● ACTIVITY
Begin at the line containing "surface::ENTIRE_ATMOSPHERE | surface::ENTIRE_ATMOSPHERE_AS_LAYER" in the entries below and end at the line containing "for isobaric surfaces."; transcribe that range exactly and nothing outside it.

Records from a collection
------------------------------------------------------------

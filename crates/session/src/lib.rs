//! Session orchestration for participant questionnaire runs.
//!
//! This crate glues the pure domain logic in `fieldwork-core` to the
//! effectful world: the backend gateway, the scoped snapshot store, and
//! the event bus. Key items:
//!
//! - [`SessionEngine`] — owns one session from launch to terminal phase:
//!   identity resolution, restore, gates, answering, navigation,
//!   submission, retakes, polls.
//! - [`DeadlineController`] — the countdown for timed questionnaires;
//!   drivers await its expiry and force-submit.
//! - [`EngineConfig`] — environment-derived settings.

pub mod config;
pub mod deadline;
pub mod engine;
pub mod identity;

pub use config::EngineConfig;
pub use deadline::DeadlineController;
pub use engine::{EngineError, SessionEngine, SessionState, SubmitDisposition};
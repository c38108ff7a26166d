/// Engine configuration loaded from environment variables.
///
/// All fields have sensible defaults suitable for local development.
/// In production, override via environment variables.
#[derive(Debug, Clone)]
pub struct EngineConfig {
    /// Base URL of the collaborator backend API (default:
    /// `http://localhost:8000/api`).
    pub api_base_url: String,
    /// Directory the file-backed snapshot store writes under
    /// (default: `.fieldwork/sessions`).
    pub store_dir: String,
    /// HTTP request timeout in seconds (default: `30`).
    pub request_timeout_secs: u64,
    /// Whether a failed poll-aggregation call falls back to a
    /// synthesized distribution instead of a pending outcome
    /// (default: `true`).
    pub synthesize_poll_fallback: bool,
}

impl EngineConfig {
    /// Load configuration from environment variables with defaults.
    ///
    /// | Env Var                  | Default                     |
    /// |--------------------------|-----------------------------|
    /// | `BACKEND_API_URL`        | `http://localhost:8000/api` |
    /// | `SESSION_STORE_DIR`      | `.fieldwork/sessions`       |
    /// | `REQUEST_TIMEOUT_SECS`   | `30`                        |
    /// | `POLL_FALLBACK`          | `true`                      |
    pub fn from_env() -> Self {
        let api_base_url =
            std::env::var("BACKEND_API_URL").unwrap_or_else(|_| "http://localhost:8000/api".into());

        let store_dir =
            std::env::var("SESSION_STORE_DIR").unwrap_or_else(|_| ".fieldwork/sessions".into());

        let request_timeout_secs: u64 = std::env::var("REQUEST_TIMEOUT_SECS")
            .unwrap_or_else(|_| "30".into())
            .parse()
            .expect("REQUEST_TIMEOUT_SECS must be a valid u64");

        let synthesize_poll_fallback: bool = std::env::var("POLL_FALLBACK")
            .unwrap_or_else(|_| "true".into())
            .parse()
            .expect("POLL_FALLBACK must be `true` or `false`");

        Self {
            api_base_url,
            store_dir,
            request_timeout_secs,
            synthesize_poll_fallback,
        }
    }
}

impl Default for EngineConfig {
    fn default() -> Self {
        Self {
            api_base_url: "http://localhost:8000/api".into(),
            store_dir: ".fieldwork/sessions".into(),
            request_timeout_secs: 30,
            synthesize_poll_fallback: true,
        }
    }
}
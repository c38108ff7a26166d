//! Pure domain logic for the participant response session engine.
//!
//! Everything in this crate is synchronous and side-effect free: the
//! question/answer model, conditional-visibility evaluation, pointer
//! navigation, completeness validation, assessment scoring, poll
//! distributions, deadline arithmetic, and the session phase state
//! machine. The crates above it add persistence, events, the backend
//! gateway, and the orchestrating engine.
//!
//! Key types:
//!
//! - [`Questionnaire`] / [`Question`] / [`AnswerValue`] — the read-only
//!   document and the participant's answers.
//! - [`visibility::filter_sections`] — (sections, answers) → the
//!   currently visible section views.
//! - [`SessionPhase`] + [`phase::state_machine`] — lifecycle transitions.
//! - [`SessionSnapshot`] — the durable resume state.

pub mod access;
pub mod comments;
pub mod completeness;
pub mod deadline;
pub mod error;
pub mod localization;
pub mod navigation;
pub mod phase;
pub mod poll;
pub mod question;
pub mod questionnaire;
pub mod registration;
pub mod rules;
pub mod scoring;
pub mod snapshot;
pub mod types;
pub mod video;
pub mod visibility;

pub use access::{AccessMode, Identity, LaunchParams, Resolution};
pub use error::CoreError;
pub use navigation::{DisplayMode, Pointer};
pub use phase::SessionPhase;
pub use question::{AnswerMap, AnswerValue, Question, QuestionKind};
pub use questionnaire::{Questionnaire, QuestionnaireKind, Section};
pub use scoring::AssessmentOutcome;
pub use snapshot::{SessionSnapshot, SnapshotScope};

------------------------------------------------------------

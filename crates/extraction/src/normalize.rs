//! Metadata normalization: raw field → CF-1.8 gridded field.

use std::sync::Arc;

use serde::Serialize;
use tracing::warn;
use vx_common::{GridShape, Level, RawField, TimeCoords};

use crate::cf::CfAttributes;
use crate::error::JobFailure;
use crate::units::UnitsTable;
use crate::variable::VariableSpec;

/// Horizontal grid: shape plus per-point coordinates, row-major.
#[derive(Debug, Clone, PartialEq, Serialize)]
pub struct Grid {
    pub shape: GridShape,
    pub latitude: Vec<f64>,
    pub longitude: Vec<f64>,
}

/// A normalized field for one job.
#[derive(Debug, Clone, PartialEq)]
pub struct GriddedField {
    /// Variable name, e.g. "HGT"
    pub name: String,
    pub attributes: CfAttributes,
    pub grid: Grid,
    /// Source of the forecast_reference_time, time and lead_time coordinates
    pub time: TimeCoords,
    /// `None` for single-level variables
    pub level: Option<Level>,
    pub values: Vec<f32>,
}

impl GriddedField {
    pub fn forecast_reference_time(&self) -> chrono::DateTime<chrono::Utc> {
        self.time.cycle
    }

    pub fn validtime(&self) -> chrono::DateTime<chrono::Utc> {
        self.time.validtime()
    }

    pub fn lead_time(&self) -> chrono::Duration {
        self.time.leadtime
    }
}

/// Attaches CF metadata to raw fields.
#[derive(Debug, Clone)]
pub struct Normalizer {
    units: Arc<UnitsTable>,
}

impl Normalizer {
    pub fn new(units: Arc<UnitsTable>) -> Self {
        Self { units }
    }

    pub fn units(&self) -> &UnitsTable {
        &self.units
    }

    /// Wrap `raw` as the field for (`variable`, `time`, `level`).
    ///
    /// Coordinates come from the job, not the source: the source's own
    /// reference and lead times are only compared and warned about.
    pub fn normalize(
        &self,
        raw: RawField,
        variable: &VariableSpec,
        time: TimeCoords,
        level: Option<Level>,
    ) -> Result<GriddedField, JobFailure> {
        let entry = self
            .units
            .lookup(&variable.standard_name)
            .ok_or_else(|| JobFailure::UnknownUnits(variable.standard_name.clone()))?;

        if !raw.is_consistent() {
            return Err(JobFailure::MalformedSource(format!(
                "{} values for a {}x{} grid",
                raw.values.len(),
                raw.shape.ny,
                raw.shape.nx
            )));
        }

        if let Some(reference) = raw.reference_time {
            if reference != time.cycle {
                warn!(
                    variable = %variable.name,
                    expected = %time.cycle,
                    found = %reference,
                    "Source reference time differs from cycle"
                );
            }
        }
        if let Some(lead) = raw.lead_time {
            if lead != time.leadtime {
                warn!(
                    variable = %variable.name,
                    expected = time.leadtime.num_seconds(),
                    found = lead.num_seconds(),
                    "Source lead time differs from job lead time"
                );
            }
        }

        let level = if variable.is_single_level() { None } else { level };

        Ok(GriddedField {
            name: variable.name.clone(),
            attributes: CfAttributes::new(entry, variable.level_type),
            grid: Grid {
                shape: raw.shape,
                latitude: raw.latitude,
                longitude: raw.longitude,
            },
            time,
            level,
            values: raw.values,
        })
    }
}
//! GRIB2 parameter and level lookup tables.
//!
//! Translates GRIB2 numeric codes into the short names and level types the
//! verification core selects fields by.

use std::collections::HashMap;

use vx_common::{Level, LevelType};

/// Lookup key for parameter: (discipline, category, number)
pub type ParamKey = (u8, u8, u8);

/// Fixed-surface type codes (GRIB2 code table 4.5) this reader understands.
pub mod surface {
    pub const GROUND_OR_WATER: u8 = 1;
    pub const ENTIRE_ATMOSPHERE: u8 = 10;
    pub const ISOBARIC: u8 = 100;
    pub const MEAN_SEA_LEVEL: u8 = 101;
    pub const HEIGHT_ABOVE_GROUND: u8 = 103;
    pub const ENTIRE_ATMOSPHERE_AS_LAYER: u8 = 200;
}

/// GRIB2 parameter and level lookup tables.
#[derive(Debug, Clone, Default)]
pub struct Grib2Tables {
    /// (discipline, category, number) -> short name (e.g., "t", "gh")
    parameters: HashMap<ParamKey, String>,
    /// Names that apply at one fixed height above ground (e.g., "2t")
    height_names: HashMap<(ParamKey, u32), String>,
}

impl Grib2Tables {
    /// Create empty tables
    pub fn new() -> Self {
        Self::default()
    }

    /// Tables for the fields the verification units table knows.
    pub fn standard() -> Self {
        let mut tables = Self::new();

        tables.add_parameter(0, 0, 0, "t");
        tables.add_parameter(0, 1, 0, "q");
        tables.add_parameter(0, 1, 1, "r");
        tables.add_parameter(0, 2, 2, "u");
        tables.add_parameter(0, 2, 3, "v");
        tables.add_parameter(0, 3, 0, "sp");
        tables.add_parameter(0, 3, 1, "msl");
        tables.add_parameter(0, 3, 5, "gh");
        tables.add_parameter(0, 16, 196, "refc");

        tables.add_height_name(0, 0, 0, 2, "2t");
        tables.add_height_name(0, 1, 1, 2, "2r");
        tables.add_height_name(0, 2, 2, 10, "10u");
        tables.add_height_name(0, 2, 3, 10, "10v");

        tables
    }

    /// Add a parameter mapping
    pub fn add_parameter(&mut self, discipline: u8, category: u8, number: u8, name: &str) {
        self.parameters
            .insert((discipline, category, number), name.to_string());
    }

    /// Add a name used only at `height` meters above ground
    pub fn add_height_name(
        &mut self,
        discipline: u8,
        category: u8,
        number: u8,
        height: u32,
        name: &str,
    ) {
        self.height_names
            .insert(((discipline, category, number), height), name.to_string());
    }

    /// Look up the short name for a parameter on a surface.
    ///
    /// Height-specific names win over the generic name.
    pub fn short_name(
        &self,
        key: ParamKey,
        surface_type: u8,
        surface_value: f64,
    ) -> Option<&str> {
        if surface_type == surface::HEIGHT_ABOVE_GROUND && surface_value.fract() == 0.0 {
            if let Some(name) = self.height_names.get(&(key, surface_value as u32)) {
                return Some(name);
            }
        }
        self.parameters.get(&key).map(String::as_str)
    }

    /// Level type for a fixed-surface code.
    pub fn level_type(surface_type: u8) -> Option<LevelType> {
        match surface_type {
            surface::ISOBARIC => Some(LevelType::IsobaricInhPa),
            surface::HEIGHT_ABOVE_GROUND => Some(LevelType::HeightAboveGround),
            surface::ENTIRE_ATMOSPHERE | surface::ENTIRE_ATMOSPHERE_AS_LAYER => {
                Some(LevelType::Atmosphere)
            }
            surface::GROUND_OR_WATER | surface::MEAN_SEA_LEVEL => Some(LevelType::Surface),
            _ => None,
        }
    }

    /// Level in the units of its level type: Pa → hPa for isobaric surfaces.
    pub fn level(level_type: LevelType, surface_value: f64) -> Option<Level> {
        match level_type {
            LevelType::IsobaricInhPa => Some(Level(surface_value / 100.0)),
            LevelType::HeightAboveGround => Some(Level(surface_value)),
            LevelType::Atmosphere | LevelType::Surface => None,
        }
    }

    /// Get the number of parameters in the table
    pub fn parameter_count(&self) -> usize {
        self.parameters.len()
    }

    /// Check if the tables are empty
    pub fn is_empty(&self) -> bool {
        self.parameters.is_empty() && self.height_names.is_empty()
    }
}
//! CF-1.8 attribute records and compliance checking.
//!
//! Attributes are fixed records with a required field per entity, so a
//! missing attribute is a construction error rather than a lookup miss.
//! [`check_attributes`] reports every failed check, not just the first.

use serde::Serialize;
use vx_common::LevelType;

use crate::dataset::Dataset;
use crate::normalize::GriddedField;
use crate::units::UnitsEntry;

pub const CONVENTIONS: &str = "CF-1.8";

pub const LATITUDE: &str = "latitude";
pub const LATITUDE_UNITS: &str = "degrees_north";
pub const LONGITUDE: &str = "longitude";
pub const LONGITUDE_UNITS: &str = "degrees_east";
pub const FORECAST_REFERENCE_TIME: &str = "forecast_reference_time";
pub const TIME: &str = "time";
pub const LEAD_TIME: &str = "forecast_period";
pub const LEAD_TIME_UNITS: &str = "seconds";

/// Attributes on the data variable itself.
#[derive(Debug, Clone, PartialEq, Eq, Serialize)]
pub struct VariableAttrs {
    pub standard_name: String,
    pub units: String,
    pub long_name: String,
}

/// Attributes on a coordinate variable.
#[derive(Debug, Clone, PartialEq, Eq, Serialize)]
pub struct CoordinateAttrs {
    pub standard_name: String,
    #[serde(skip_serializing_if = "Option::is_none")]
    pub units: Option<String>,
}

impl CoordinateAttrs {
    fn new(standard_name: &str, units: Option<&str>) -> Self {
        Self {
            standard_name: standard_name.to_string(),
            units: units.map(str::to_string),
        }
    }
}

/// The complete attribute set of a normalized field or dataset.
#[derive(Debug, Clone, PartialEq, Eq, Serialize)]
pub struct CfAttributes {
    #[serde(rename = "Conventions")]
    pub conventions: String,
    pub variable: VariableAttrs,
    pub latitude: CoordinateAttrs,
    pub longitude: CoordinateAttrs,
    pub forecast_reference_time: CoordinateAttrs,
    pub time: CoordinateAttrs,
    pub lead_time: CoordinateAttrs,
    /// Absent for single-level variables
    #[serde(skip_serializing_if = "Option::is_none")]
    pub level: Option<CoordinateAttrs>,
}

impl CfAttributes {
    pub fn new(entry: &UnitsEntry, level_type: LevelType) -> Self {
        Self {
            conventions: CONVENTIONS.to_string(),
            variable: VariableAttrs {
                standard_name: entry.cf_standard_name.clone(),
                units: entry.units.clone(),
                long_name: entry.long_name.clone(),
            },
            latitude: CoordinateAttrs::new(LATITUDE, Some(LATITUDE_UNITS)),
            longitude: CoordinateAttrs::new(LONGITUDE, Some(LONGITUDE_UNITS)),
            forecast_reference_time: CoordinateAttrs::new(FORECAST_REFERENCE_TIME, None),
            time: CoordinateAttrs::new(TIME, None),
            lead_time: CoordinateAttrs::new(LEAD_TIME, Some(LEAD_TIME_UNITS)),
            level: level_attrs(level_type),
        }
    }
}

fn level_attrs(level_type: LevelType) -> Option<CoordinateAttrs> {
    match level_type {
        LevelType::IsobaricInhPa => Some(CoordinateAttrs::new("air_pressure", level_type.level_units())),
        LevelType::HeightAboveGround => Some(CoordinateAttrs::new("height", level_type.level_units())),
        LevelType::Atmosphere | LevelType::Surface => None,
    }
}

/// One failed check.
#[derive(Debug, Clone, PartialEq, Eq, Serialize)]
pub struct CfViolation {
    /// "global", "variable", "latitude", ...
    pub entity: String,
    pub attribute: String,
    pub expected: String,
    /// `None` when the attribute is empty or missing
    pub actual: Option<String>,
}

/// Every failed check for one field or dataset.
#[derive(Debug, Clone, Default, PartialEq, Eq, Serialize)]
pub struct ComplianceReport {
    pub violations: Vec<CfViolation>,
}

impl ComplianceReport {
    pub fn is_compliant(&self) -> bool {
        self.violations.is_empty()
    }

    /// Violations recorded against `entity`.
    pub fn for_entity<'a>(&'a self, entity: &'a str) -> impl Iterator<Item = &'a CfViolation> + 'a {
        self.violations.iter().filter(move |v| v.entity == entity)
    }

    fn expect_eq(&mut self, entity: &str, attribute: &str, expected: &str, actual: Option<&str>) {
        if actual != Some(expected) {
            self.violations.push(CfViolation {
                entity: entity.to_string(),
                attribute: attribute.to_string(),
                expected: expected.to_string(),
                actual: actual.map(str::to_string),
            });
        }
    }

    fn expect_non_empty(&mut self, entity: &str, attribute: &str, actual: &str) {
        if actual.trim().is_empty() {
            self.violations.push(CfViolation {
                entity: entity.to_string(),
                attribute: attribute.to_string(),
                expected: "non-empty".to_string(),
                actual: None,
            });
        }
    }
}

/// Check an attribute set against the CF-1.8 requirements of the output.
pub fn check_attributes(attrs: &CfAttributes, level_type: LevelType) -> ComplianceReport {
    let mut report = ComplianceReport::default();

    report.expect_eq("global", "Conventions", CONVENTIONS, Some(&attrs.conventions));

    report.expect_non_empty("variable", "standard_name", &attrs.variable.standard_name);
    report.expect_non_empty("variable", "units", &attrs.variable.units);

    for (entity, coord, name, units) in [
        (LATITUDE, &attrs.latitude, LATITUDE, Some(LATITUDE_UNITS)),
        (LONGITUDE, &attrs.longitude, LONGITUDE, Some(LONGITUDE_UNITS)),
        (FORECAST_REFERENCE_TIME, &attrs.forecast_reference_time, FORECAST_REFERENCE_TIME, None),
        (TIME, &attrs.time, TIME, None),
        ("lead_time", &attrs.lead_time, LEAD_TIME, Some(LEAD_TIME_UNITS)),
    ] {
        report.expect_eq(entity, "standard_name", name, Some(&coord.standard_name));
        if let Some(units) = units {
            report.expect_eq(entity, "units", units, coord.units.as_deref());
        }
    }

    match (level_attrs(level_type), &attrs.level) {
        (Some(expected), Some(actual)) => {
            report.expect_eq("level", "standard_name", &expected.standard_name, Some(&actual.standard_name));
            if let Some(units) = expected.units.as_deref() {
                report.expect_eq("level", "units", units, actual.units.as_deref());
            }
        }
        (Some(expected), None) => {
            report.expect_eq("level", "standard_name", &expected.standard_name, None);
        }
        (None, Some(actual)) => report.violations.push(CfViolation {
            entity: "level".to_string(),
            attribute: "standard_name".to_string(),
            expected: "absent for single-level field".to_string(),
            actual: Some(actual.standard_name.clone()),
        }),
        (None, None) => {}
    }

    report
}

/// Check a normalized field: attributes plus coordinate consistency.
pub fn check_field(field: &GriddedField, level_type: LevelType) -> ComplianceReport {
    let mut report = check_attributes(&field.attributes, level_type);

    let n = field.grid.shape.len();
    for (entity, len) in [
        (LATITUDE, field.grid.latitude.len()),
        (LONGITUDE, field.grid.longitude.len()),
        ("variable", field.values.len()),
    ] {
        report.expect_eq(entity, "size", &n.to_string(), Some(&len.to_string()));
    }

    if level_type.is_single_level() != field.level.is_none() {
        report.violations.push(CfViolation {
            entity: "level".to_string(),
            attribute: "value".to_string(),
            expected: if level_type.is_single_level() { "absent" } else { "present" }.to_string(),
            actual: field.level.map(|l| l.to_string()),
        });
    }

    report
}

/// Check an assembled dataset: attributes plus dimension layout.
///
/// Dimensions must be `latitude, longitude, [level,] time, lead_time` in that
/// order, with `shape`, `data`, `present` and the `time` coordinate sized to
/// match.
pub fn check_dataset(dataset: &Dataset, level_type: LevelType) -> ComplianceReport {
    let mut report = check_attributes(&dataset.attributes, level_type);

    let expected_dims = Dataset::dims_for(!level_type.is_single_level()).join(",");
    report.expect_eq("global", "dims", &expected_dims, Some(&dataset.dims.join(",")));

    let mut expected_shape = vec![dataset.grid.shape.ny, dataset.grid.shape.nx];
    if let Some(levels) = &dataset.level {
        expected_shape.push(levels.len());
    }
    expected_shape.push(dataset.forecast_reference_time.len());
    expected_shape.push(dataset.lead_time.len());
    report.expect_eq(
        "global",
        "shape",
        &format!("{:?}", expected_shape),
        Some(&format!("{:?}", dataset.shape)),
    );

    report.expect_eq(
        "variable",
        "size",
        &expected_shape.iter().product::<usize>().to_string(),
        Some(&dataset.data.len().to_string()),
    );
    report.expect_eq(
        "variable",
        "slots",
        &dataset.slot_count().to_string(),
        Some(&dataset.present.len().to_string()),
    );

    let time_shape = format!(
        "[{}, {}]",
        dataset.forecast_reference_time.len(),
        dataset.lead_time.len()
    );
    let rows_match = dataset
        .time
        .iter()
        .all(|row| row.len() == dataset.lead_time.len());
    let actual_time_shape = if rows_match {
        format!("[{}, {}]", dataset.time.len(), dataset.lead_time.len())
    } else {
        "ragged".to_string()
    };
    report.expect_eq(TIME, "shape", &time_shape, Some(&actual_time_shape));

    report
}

------------------------------------------------------------

● EXERCISE OUTPUT
            surface::ENTIRE_ATMOSPHERE | surface::ENTIRE_ATMOSPHERE_AS_LAYER => {
                Some(LevelType::Atmosphere)
            }
            surface::GROUND_OR_WATER | surface::MEAN_SEA_LEVEL => Some(LevelType::Surface),
            _ => None,
        }
    }

    /// Level in the units of its level type: Pa → hPa for isobaric surfaces.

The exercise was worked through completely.